Records from a collection:
····················
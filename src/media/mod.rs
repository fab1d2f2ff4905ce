//! Participating media and phase functions (spec section 4.2, "Medium" /
//! "Phase functions").
//!
//! `Medium` and `PhaseFunction` are open families (spec section 9: the
//! scene graph stores them behind a shared handle and nothing else in
//! the core needs to exhaustively match on every kind), so both are
//! traits rather than tagged unions, unlike the closed BSDF family.

pub mod henyey_greenstein;
pub mod homogeneous;
pub mod isotropic;

pub use henyey_greenstein::HenyeyGreenstein;
pub use homogeneous::HomogeneousMedium;
pub use isotropic::Isotropic;

use crate::core::geometry::{Ray, Spectrum, Vector3f};
use crate::core::pbrt::Float;
use crate::core::rng::Rng;
use crate::core::scatter_event::{MediumScatterEvent, MediumState};

/// Contract matches BSDFs (eval/sample/pdf) but operates in world-space
/// spherical coordinates rather than a tangent frame (spec section 4.2).
pub trait PhaseFunction: Send + Sync {
    fn eval(&self, wi: &Vector3f, wo: &Vector3f) -> Spectrum;
    fn sample(&self, wi: &Vector3f, rng: &mut Rng) -> Option<(Vector3f, Float)>;
    fn pdf(&self, wi: &Vector3f, wo: &Vector3f) -> Float;
}

/// Participating-media distance sampling, transmittance and phase
/// scattering (spec section 3, component 6 "Medium").
pub trait Medium: Send + Sync {
    /// Samples a distance along the ray segment described by `event`.
    /// Populates `event.t`/`event.weight` and may advance `state`.
    /// Returns `false` when the ray escapes the medium without an
    /// interaction (the caller falls through to surface handling).
    fn sample_distance(&self, ray: &Ray, event: &mut MediumScatterEvent, state: &mut MediumState, rng: &mut Rng) -> bool;
    /// Whether the sampled distance was an absorption event (path
    /// terminates) rather than a scattering event.
    fn absorb(&self, event: &mut MediumScatterEvent, rng: &mut Rng) -> bool;
    /// Picks a phase-sampled continuation direction at `event.t`.
    fn scatter(&self, event: &mut MediumScatterEvent, rng: &mut Rng) -> bool;
    fn transmittance(&self, ray: &Ray, t: Float) -> Spectrum;
    fn phase_eval(&self, wi: &Vector3f, wo: &Vector3f) -> Spectrum;
    /// Solid-angle density of `wo` under the medium's phase function,
    /// used by the integrator's MIS weighting of a volumetric NEE
    /// contribution against a phase-sampled one (spec section 6,
    /// `phasePdf`).
    fn phase_pdf(&self, wi: &Vector3f, wo: &Vector3f) -> Float;
    /// Hint the integrator uses to decide analytic-exponential vs.
    /// ray-marched distance sampling (spec section 4.2).
    fn is_homogeneous(&self) -> bool;
}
····················
» **Required action**: The range runs from the line with "decide analytic-exponential vs." to the last line of the entries above, both included. Restate it word for word.

» **Solved exercise**:
    /// Hint the integrator uses to decide analytic-exponential vs.
    /// ray-marched distance sampling (spec section 4.2).
    fn is_homogeneous(&self) -> bool;
}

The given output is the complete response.